(AVAILABLE RECORDS Opens)

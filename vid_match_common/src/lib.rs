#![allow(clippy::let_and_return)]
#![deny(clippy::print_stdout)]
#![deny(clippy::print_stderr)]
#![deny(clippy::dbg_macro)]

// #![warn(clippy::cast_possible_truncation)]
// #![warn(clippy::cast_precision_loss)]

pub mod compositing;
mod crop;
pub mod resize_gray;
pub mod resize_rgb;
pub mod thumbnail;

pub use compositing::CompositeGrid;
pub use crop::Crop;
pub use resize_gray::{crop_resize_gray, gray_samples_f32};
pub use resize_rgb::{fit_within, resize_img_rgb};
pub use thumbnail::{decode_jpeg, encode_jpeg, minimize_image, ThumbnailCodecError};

(AVAILABLE RECORDS Closes)
(AVAILABLE RECORDS Opens)

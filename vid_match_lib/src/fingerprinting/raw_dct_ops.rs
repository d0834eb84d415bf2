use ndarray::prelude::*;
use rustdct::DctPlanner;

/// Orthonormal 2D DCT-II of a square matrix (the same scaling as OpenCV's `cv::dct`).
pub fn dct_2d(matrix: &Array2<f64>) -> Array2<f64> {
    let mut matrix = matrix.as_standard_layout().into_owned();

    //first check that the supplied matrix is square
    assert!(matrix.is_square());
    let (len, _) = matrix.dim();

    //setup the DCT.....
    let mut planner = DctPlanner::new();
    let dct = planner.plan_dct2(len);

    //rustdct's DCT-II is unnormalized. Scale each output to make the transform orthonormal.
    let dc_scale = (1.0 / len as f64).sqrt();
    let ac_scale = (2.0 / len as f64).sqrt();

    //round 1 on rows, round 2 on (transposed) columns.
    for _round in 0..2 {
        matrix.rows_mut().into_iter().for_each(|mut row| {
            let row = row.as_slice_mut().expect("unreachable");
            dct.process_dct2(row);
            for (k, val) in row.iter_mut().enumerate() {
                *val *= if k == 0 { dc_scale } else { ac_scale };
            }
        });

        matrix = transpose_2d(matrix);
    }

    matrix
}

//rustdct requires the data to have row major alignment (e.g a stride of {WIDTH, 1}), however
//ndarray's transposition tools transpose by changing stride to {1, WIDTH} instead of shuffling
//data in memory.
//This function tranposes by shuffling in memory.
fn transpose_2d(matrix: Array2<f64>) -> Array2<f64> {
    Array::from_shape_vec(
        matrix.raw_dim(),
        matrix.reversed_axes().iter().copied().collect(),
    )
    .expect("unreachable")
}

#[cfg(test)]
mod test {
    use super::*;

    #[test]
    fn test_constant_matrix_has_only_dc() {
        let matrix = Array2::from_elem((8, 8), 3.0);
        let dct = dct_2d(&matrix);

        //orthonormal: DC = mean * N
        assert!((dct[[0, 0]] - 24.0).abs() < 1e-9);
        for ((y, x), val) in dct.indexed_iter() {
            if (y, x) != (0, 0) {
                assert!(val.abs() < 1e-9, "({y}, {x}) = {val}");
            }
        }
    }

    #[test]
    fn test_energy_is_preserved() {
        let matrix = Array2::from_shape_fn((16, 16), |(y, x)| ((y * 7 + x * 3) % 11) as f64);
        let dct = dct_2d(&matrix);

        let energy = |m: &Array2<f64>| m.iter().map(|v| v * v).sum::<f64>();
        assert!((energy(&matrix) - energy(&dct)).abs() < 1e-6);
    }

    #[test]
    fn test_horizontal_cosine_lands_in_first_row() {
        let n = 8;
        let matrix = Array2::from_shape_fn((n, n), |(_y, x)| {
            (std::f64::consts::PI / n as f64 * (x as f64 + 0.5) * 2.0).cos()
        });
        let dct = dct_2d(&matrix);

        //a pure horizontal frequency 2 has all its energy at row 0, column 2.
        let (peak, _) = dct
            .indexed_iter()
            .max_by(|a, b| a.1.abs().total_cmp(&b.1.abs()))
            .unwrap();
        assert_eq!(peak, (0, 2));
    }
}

(AVAILABLE RECORDS Closes)

• _EXERCISE REQUIREMENTS_
In the entries above, how many lines hold the word "DctPlanner"? Answer with the number only.

• _RESPONSE TO THIS EXERCISE_
2